Two pathways for thiosulfate oxidation in the alphaproteobacterial chemolithotroph Paracoccus thiocyanatus SST

Chemolithotrophic bacteria oxidize various sulfur species for energy and electrons, thereby operationalizing biogeochemical sulfur cycles in nature. The best-studied pathway of bacterial sulfur-chemolithotrophy, involving direct oxidation of thiosulfate to sulfate (without any free intermediate) by the SoxXAYZBCD multienzyme system, is apparently the exclusive mechanism of thiosulfate oxidation in facultatively chemolithotrophic alphaproteobacteria. Here we explore the molecular mechanisms of sulfur oxidation in the thiosulfate- and tetrathionate-oxidizing alphaproteobacterium Paracoccus thiocyanatus SST, and compare them with the prototypical Sox process characterized in Paracoccus pantotrophus.

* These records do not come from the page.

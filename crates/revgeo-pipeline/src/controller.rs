//! Map event orchestration.
//!
//! | Event           | Slots written            | Waypoints                  |
//! |-----------------|--------------------------|----------------------------|
//! | click           | `current`, `origin`      | single                     |
//! | search result   | `current`, `destination` | single                     |
//! | geolocation fix | `current`, `origin`      | single                     |
//! | home button     | `current`, `origin`      | single, then map recenters |
//! | navigate        | none                     | pair(origin, destination)  |
//!
//! Each event runs its own resolution pipeline and nothing is cancelled. By
//! default the last pipeline to *complete* wins every slot it writes, which
//! is not necessarily the last one issued. With
//! [`ControllerOptions::discard_stale`] each pipeline carries a sequence
//! number and a completion older than a slot's last accepted write is
//! dropped along with its waypoint and marker updates.

use std::sync::atomic::{AtomicU64, Ordering};
use std::sync::Arc;

use revgeo_core::{AppConfig, Coordinates, LocationRecord, Slot};
use revgeo_geocoding::ForwardGeocode;
use tokio::task::JoinHandle;

use crate::resolver::LocationResolver;
use crate::state::LocationStateStore;
use crate::surface::{DeviceLocator, MapEvent, MapSurface};
use crate::waypoints::{RoutingWaypointManager, Waypoints};

#[derive(Debug, Clone, Copy, PartialEq)]
pub struct ControllerOptions {
    /// Position used when the device cannot be located.
    pub fallback_coordinates: Coordinates,
    pub discard_stale: bool,
}

impl Default for ControllerOptions {
    fn default() -> Self {
        Self {
            fallback_coordinates: Coordinates::FALLBACK,
            discard_stale: false,
        }
    }
}

impl From<&AppConfig> for ControllerOptions {
    fn from(config: &AppConfig) -> Self {
        Self {
            fallback_coordinates: config.fallback_coordinates,
            discard_stale: config.discard_stale,
        }
    }
}

/// Routes map events to the resolver, the state slots and the waypoints.
pub struct MapInteractionController<S, L> {
    resolver: LocationResolver,
    store: LocationStateStore,
    waypoints: RoutingWaypointManager,
    surface: S,
    locator: L,
    options: ControllerOptions,
    next_seq: AtomicU64,
}

impl<S, L> MapInteractionController<S, L>
where
    S: MapSurface + 'static,
    L: DeviceLocator + 'static,
{
    #[must_use]
    pub fn new(
        resolver: LocationResolver,
        surface: S,
        locator: L,
        options: ControllerOptions,
    ) -> Self {
        Self {
            resolver,
            store: LocationStateStore::new(),
            waypoints: RoutingWaypointManager::new(),
            surface,
            locator,
            options,
            next_seq: AtomicU64::new(1),
        }
    }

    #[must_use]
    pub fn store(&self) -> &LocationStateStore {
        &self.store
    }

    #[must_use]
    pub fn waypoints(&self) -> &RoutingWaypointManager {
        &self.waypoints
    }

    #[must_use]
    pub fn surface(&self) -> &S {
        &self.surface
    }

    /// The record the detail panel shows when a marker is opened.
    #[must_use]
    pub fn detail(&self) -> LocationRecord {
        self.store.get(Slot::Current)
    }

    /// Runs one event to completion.
    pub async fn handle(&self, event: MapEvent) {
        match event {
            MapEvent::Click(at) => {
                self.on_click(at).await;
            }
            MapEvent::Search(query) => {
                self.on_search(&query).await;
            }
            MapEvent::SearchResult(at) => {
                self.on_search_result(at).await;
            }
            MapEvent::GeolocationFix(at) => {
                self.on_geolocation_fix(at).await;
            }
            MapEvent::HomeButton => {
                self.on_home_button().await;
            }
            MapEvent::Navigate => {
                let waypoints = self.navigate();
                tracing::debug!(points = waypoints.len(), "route requested");
            }
        }
    }

    /// Runs one event as an independent task, so several can be in flight.
    pub fn spawn(self: &Arc<Self>, event: MapEvent) -> JoinHandle<()> {
        let this = Arc::clone(self);
        tokio::spawn(async move { this.handle(event).await })
    }

    /// Initial locate on startup: only `current` is written, then the map is
    /// centered on it.
    pub async fn start(&self) -> LocationRecord {
        let seq = self.take_seq();
        let at = self.device_position().await;
        let record = self.resolver.resolve_location(at).await;
        if self.commit(seq, &[Slot::Current], &record) {
            self.surface.recenter(record.coordinates);
        }
        record
    }

    /// Returns the written record, or `None` if it was discarded as stale.
    pub async fn on_click(&self, at: Coordinates) -> Option<LocationRecord> {
        tracing::debug!(%at, "map clicked");
        self.resolve_into(at, &[Slot::Current, Slot::Origin], true).await
    }

    /// Forward-geocodes `query` and continues as a search result. A query
    /// with no match, or a failed lookup, changes nothing.
    pub async fn on_search(&self, query: &str) -> Option<LocationRecord> {
        match self.resolver.geocoder().forward(query).await {
            Ok(ForwardGeocode::Found(at)) => self.on_search_result(at).await,
            Ok(ForwardGeocode::NotFound) => {
                tracing::warn!(query, "no coordinates found for search");
                None
            }
            Err(e) => {
                tracing::error!(query, error = %e, "search geocoding failed");
                None
            }
        }
    }

    /// Writes `destination` but only sets a single waypoint; pairing waits
    /// for [`navigate`](Self::navigate).
    pub async fn on_search_result(&self, at: Coordinates) -> Option<LocationRecord> {
        tracing::debug!(%at, "search result received");
        self.resolve_into(at, &[Slot::Current, Slot::Destination], false).await
    }

    pub async fn on_geolocation_fix(&self, at: Coordinates) -> Option<LocationRecord> {
        tracing::debug!(%at, "geolocation fix received");
        self.resolve_into(at, &[Slot::Current, Slot::Origin], true).await
    }

    pub async fn on_home_button(&self) -> Option<LocationRecord> {
        let seq = self.take_seq();
        let at = self.device_position().await;
        tracing::debug!(%at, "home button pressed");
        let record = self
            .resolve_with_seq(seq, at, &[Slot::Current, Slot::Origin], true)
            .await?;
        self.surface.recenter(record.coordinates);
        Some(record)
    }

    /// Routes between whatever `origin` and `destination` currently hold.
    /// The two are not checked against each other.
    #[must_use]
    pub fn navigate(&self) -> Waypoints {
        let origin = self.store.get(Slot::Origin);
        let destination = self.store.get(Slot::Destination);
        if origin.coordinates == destination.coordinates {
            tracing::debug!(
                at = %origin.coordinates,
                "origin and destination coincide; route will be empty"
            );
        }
        self.waypoints.set_pair(origin.coordinates, destination.coordinates);
        self.waypoints.current()
    }

    async fn resolve_into(
        &self,
        at: Coordinates,
        slots: &[Slot],
        clear_markers: bool,
    ) -> Option<LocationRecord> {
        let seq = self.take_seq();
        self.resolve_with_seq(seq, at, slots, clear_markers).await
    }

    async fn resolve_with_seq(
        &self,
        seq: u64,
        at: Coordinates,
        slots: &[Slot],
        clear_markers: bool,
    ) -> Option<LocationRecord> {
        if clear_markers {
            self.surface.clear_markers();
        }

        let record = self.resolver.resolve_location(at).await;
        if !self.commit(seq, slots, &record) {
            return None;
        }

        // The route follows the resolved record; the marker stays where the
        // event happened.
        self.waypoints.set_single(record.coordinates);
        self.surface.place_marker(at, record.title());
        Some(record)
    }

    /// Writes `record` to every slot. Under the stale-discard policy, returns
    /// `false` unless all slots accepted it.
    fn commit(&self, seq: u64, slots: &[Slot], record: &LocationRecord) -> bool {
        if !self.options.discard_stale {
            for &slot in slots {
                self.store.set(slot, record.clone());
            }
            return true;
        }

        let mut fresh = true;
        for &slot in slots {
            fresh &= self.store.set_if_newer(slot, seq, record.clone());
        }
        fresh
    }

    async fn device_position(&self) -> Coordinates {
        match self.locator.locate().await {
            Ok(at) => at,
            Err(e) => {
                let fallback = self.options.fallback_coordinates;
                tracing::warn!(error = %e, %fallback, "device geolocation failed, using fallback");
                fallback
            }
        }
    }

    fn take_seq(&self) -> u64 {
        self.next_seq.fetch_add(1, Ordering::Relaxed)
    }
}
//! The waypoint set consumed by the routing engine.
//!
//! The routing engine recomputes its whole path from the full set on every
//! change, so the set is only ever replaced wholesale: it holds zero, one or
//! two points and there is no API for editing a single entry.

use revgeo_core::Coordinates;
use serde::Serialize;
use tokio::sync::watch;

/// Ordered waypoints handed to the routing engine.
#[derive(Debug, Clone, Copy, PartialEq, Default, Serialize)]
#[serde(tag = "kind", rename_all = "snake_case")]
pub enum Waypoints {
    #[default]
    Empty,
    /// Show this point; no route yet.
    Single { point: Coordinates },
    /// Route from `start` to `end`, in that order.
    Pair { start: Coordinates, end: Coordinates },
}

impl Waypoints {
    #[must_use]
    pub fn to_vec(self) -> Vec<Coordinates> {
        match self {
            Waypoints::Empty => Vec::new(),
            Waypoints::Single { point } => vec![point],
            Waypoints::Pair { start, end } => vec![start, end],
        }
    }

    #[must_use]
    pub fn len(&self) -> usize {
        match self {
            Waypoints::Empty => 0,
            Waypoints::Single { .. } => 1,
            Waypoints::Pair { .. } => 2,
        }
    }

    #[must_use]
    pub fn is_empty(&self) -> bool {
        matches!(self, Waypoints::Empty)
    }
}

/// Sole owner of the [`Waypoints`]; the routing engine subscribes to changes.
#[derive(Debug)]
pub struct RoutingWaypointManager {
    tx: watch::Sender<Waypoints>,
}

impl Default for RoutingWaypointManager {
    fn default() -> Self {
        Self::new()
    }
}

impl RoutingWaypointManager {
    #[must_use]
    pub fn new() -> Self {
        let (tx, _rx) = watch::channel(Waypoints::Empty);
        Self { tx }
    }

    /// Replaces the set with `[point]`.
    pub fn set_single(&self, point: Coordinates) {
        tracing::info!(%point, "routing waypoint set");
        self.tx.send_replace(Waypoints::Single { point });
    }

    /// Replaces the set with `[start, end]`.
    pub fn set_pair(&self, start: Coordinates, end: Coordinates) {
        tracing::info!(%start, %end, "routing origin and destination set");
        self.tx.send_replace(Waypoints::Pair { start, end });
    }

    #[must_use]
    pub fn current(&self) -> Waypoints {
        *self.tx.borrow()
    }

    /// Receiver notified on every write, including writes of an equal set.
    #[must_use]
    pub fn subscribe(&self) -> watch::Receiver<Waypoints> {
        self.tx.subscribe()
    }
}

Our results revealed the unique case where, an alphaproteobacterium has Sox as its secondary pathway of thiosulfate oxidation, converting ~10% of the thiosulfate supplied whilst 90% of the substrate is oxidized via a Tetrathionate-Intermediate pathway. Knock-out mutation, followed by the study of sulfur oxidation kinetics, showed that thiosulfate-to-tetrathionate conversion, in SST, is catalyzed by a thiosulfate dehydrogenase (TsdA) homolog that has far-higher substrate-affinity than the Sox system of this bacterium, which, remarkably, is also less efficient than the P. pantotrophus Sox. soxB-deletion in SST abolished sulfate-formation from thiosulfate/tetrathionate while thiosulfate-to-tetrathionate conversion remained unperturbed. Physiological studies revealed the involvement of glutathione in SST tetrathionate oxidation. However, zero impact of the knock-out of a thiol dehydrotransferase (thdT) homolog, together with no production of sulfite as an intermediate, indicated that tetrathionate oxidation in SST is mechanistically novel, and distinct from its betaproteobacterial counterpart mediated by glutathione, ThdT, SoxBCD and sulfite:acceptor oxidoreductase. All the present findings collectively highlight extensive functional diversification of sulfur-oxidizing enzymes across phylogenetically close, as well as distant, bacteria.